The goal is to restate all of the records below word for word.
+++ Material for the task +++
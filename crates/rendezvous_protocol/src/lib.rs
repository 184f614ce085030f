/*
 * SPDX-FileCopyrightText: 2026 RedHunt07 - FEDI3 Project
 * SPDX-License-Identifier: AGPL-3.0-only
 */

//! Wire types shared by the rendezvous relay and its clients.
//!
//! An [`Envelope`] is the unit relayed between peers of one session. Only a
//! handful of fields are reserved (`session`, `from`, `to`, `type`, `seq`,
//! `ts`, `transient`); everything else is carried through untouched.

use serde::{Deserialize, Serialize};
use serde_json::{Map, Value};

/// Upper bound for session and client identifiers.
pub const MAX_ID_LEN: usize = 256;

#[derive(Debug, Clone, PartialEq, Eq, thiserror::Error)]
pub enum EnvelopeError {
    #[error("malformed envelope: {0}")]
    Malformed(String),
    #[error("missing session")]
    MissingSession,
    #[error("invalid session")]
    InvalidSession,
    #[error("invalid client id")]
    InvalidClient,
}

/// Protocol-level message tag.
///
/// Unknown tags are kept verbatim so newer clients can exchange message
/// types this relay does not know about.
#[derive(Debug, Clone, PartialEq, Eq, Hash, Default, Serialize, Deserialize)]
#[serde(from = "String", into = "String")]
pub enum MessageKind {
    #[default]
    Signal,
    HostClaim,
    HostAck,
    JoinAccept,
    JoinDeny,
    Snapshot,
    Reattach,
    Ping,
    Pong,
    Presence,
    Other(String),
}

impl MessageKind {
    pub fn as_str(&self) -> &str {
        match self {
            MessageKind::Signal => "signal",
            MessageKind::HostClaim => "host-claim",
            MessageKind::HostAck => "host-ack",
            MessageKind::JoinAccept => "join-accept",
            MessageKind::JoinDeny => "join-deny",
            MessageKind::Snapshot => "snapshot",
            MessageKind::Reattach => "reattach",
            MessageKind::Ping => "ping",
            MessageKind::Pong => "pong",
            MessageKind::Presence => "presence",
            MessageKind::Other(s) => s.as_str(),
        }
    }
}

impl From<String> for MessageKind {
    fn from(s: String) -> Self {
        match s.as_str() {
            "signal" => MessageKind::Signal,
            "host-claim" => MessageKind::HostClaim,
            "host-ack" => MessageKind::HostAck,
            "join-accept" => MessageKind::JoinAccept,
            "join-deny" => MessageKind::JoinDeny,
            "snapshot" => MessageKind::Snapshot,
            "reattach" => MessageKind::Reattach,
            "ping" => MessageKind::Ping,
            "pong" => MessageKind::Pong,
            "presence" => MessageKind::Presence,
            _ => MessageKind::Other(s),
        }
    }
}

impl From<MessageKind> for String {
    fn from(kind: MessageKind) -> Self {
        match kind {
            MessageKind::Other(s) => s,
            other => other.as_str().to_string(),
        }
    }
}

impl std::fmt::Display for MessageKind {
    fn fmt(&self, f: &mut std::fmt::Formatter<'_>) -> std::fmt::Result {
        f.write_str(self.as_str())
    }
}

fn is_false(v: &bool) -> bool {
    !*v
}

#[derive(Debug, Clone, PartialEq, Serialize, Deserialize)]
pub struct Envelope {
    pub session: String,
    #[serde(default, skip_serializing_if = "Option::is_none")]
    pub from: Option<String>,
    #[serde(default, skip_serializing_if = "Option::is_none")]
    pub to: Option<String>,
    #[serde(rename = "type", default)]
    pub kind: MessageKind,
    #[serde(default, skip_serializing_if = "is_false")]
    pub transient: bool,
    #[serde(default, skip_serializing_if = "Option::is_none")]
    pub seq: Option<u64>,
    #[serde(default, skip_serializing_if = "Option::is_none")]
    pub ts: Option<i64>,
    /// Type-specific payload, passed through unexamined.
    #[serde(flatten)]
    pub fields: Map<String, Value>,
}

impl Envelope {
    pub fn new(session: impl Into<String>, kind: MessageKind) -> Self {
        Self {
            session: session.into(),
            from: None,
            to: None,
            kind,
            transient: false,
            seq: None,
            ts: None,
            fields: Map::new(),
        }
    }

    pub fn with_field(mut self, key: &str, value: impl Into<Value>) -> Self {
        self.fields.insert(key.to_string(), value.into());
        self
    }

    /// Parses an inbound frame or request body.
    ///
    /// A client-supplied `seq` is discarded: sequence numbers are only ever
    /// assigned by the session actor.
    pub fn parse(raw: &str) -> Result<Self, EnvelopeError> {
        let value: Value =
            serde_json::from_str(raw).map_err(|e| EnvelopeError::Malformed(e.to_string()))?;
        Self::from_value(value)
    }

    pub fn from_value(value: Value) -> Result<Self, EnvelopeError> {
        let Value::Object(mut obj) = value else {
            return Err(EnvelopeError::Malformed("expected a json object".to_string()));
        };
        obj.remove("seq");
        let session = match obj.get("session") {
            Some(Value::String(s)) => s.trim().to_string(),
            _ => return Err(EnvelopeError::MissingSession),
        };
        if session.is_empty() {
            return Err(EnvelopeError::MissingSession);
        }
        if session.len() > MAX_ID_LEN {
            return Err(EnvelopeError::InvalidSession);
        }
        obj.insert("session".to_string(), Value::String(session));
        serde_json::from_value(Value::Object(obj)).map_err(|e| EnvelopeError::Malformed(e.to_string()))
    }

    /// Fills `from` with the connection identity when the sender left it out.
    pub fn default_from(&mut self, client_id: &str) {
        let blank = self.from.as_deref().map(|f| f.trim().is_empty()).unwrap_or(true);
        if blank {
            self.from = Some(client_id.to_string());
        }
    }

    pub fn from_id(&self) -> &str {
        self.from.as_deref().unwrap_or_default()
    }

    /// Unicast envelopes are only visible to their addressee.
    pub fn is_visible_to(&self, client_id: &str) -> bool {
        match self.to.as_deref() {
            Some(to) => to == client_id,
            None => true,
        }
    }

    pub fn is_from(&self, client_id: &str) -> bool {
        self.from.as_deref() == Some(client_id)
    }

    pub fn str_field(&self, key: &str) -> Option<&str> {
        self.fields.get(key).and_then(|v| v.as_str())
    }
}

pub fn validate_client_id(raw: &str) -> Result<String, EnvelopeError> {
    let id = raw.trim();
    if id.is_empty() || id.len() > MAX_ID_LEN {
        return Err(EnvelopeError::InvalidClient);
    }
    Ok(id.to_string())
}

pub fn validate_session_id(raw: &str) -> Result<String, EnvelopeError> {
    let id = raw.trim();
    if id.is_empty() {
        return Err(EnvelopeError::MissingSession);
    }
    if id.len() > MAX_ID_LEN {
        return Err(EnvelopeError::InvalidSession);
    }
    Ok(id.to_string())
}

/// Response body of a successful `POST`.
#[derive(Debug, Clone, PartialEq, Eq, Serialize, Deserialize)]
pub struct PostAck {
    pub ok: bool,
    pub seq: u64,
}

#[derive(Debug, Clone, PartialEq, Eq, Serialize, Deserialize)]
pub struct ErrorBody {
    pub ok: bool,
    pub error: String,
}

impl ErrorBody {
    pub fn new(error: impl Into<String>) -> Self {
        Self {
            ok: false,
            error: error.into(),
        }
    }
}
+++
Answer space
filename crates/rendezvous_protocol/src/lib.rs
repository 184f614ce085030f
/*
 * SPDX-FileCopyrightText: 2026 RedHunt07 - FEDI3 Project
 * SPDX-License-Identifier: AGPL-3.0-only
 */

//! Wire types shared by the rendezvous relay and its clients.
//!
//! An [`Envelope`] is the unit relayed between peers of one session. Only a
//! handful of fields are reserved (`session`, `from`, `to`, `type`, `seq`,
//! `ts`, `transient`); everything else is carried through untouched.

use serde::{Deserialize, Serialize};
use serde_json::{Map, Value};

/// Upper bound for session and client identifiers.
pub const MAX_ID_LEN: usize = 256;

#[derive(Debug, Clone, PartialEq, Eq, thiserror::Error)]
pub enum EnvelopeError {
    #[error("malformed envelope: {0}")]
    Malformed(String),
    #[error("missing session")]
    MissingSession,
    #[error("invalid session")]
    InvalidSession,
    #[error("invalid client id")]
    InvalidClient,
}

/// Protocol-level message tag.
///
/// Unknown tags are kept verbatim so newer clients can exchange message
/// types this relay does not know about.
#[derive(Debug, Clone, PartialEq, Eq, Hash, Default, Serialize, Deserialize)]
#[serde(from = "String", into = "String")]
pub enum MessageKind {
    #[default]
    Signal,
    HostClaim,
    HostAck,
    JoinAccept,
    JoinDeny,
    Snapshot,
    Reattach,
    Ping,
    Pong,
    Presence,
    Other(String),
}

impl MessageKind {
    pub fn as_str(&self) -> &str {
        match self {
            MessageKind::Signal => "signal",
            MessageKind::HostClaim => "host-claim",
            MessageKind::HostAck => "host-ack",
            MessageKind::JoinAccept => "join-accept",
            MessageKind::JoinDeny => "join-deny",
            MessageKind::Snapshot => "snapshot",
            MessageKind::Reattach => "reattach",
            MessageKind::Ping => "ping",
            MessageKind::Pong => "pong",
            MessageKind::Presence => "presence",
            MessageKind::Other(s) => s.as_str(),
        }
    }
}

impl From<String> for MessageKind {
    fn from(s: String) -> Self {
        match s.as_str() {
            "signal" => MessageKind::Signal,
            "host-claim" => MessageKind::HostClaim,
            "host-ack" => MessageKind::HostAck,
            "join-accept" => MessageKind::JoinAccept,
            "join-deny" => MessageKind::JoinDeny,
            "snapshot" => MessageKind::Snapshot,
            "reattach" => MessageKind::Reattach,
            "ping" => MessageKind::Ping,
            "pong" => MessageKind::Pong,
            "presence" => MessageKind::Presence,
            _ => MessageKind::Other(s),
        }
    }
}

impl From<MessageKind> for String {
    fn from(kind: MessageKind) -> Self {
        match kind {
            MessageKind::Other(s) => s,
            other => other.as_str().to_string(),
        }
    }
}

impl std::fmt::Display for MessageKind {
    fn fmt(&self, f: &mut std::fmt::Formatter<'_>) -> std::fmt::Result {
        f.write_str(self.as_str())
    }
}

fn is_false(v: &bool) -> bool {
    !*v
}

#[derive(Debug, Clone, PartialEq, Serialize, Deserialize)]
pub struct Envelope {
    pub session: String,
    #[serde(default, skip_serializing_if = "Option::is_none")]
    pub from: Option<String>,
    #[serde(default, skip_serializing_if = "Option::is_none")]
    pub to: Option<String>,
    #[serde(rename = "type", default)]
    pub kind: MessageKind,
    #[serde(default, skip_serializing_if = "is_false")]
    pub transient: bool,
    #[serde(default, skip_serializing_if = "Option::is_none")]
    pub seq: Option<u64>,
    #[serde(default, skip_serializing_if = "Option::is_none")]
    pub ts: Option<i64>,
    /// Type-specific payload, passed through unexamined.
    #[serde(flatten)]
    pub fields: Map<String, Value>,
}

impl Envelope {
    pub fn new(session: impl Into<String>, kind: MessageKind) -> Self {
        Self {
            session: session.into(),
            from: None,
            to: None,
            kind,
            transient: false,
            seq: None,
            ts: None,
            fields: Map::new(),
        }
    }

    pub fn with_field(mut self, key: &str, value: impl Into<Value>) -> Self {
        self.fields.insert(key.to_string(), value.into());
        self
    }

    /// Parses an inbound frame or request body.
    ///
    /// A client-supplied `seq` is discarded: sequence numbers are only ever
    /// assigned by the session actor.
    pub fn parse(raw: &str) -> Result<Self, EnvelopeError> {
        let value: Value =
            serde_json::from_str(raw).map_err(|e| EnvelopeError::Malformed(e.to_string()))?;
        Self::from_value(value)
    }

    pub fn from_value(value: Value) -> Result<Self, EnvelopeError> {
        let Value::Object(mut obj) = value else {
            return Err(EnvelopeError::Malformed("expected a json object".to_string()));
        };
        obj.remove("seq");
        let session = match obj.get("session") {
            Some(Value::String(s)) => s.trim().to_string(),
            _ => return Err(EnvelopeError::MissingSession),
        };
        if session.is_empty() {
            return Err(EnvelopeError::MissingSession);
        }
        if session.len() > MAX_ID_LEN {
            return Err(EnvelopeError::InvalidSession);
        }
        obj.insert("session".to_string(), Value::String(session));
        serde_json::from_value(Value::Object(obj)).map_err(|e| EnvelopeError::Malformed(e.to_string()))
    }

    /// Fills `from` with the connection identity when the sender left it out.
    pub fn default_from(&mut self, client_id: &str) {
        let blank = self.from.as_deref().map(|f| f.trim().is_empty()).unwrap_or(true);
        if blank {
            self.from = Some(client_id.to_string());
        }
    }

    pub fn from_id(&self) -> &str {
        self.from.as_deref().unwrap_or_default()
    }

    /// Unicast envelopes are only visible to their addressee.
    pub fn is_visible_to(&self, client_id: &str) -> bool {
        match self.to.as_deref() {
            Some(to) => to == client_id,
            None => true,
        }
    }

    pub fn is_from(&self, client_id: &str) -> bool {
        self.from.as_deref() == Some(client_id)
    }

    pub fn str_field(&self, key: &str) -> Option<&str> {
        self.fields.get(key).and_then(|v| v.as_str())
    }
}

pub fn validate_client_id(raw: &str) -> Result<String, EnvelopeError> {
    let id = raw.trim();
    if id.is_empty() || id.len() > MAX_ID_LEN {
        return Err(EnvelopeError::InvalidClient);
    }
    Ok(id.to_string())
}

pub fn validate_session_id(raw: &str) -> Result<String, EnvelopeError> {
    let id = raw.trim();
    if id.is_empty() {
        return Err(EnvelopeError::MissingSession);
    }
    if id.len() > MAX_ID_LEN {
        return Err(EnvelopeError::InvalidSession);
    }
    Ok(id.to_string())
}

/// Response body of a successful `POST`.
#[derive(Debug, Clone, PartialEq, Eq, Serialize, Deserialize)]
pub struct PostAck {
    pub ok: bool,
    pub seq: u64,
}

#[derive(Debug, Clone, PartialEq, Eq, Serialize, Deserialize)]
pub struct ErrorBody {
    pub ok: bool,
    pub error: String,
}

impl ErrorBody {
    pub fn new(error: impl Into<String>) -> Self {
        Self {
            ok: false,
            error: error.into(),
        }
    }
}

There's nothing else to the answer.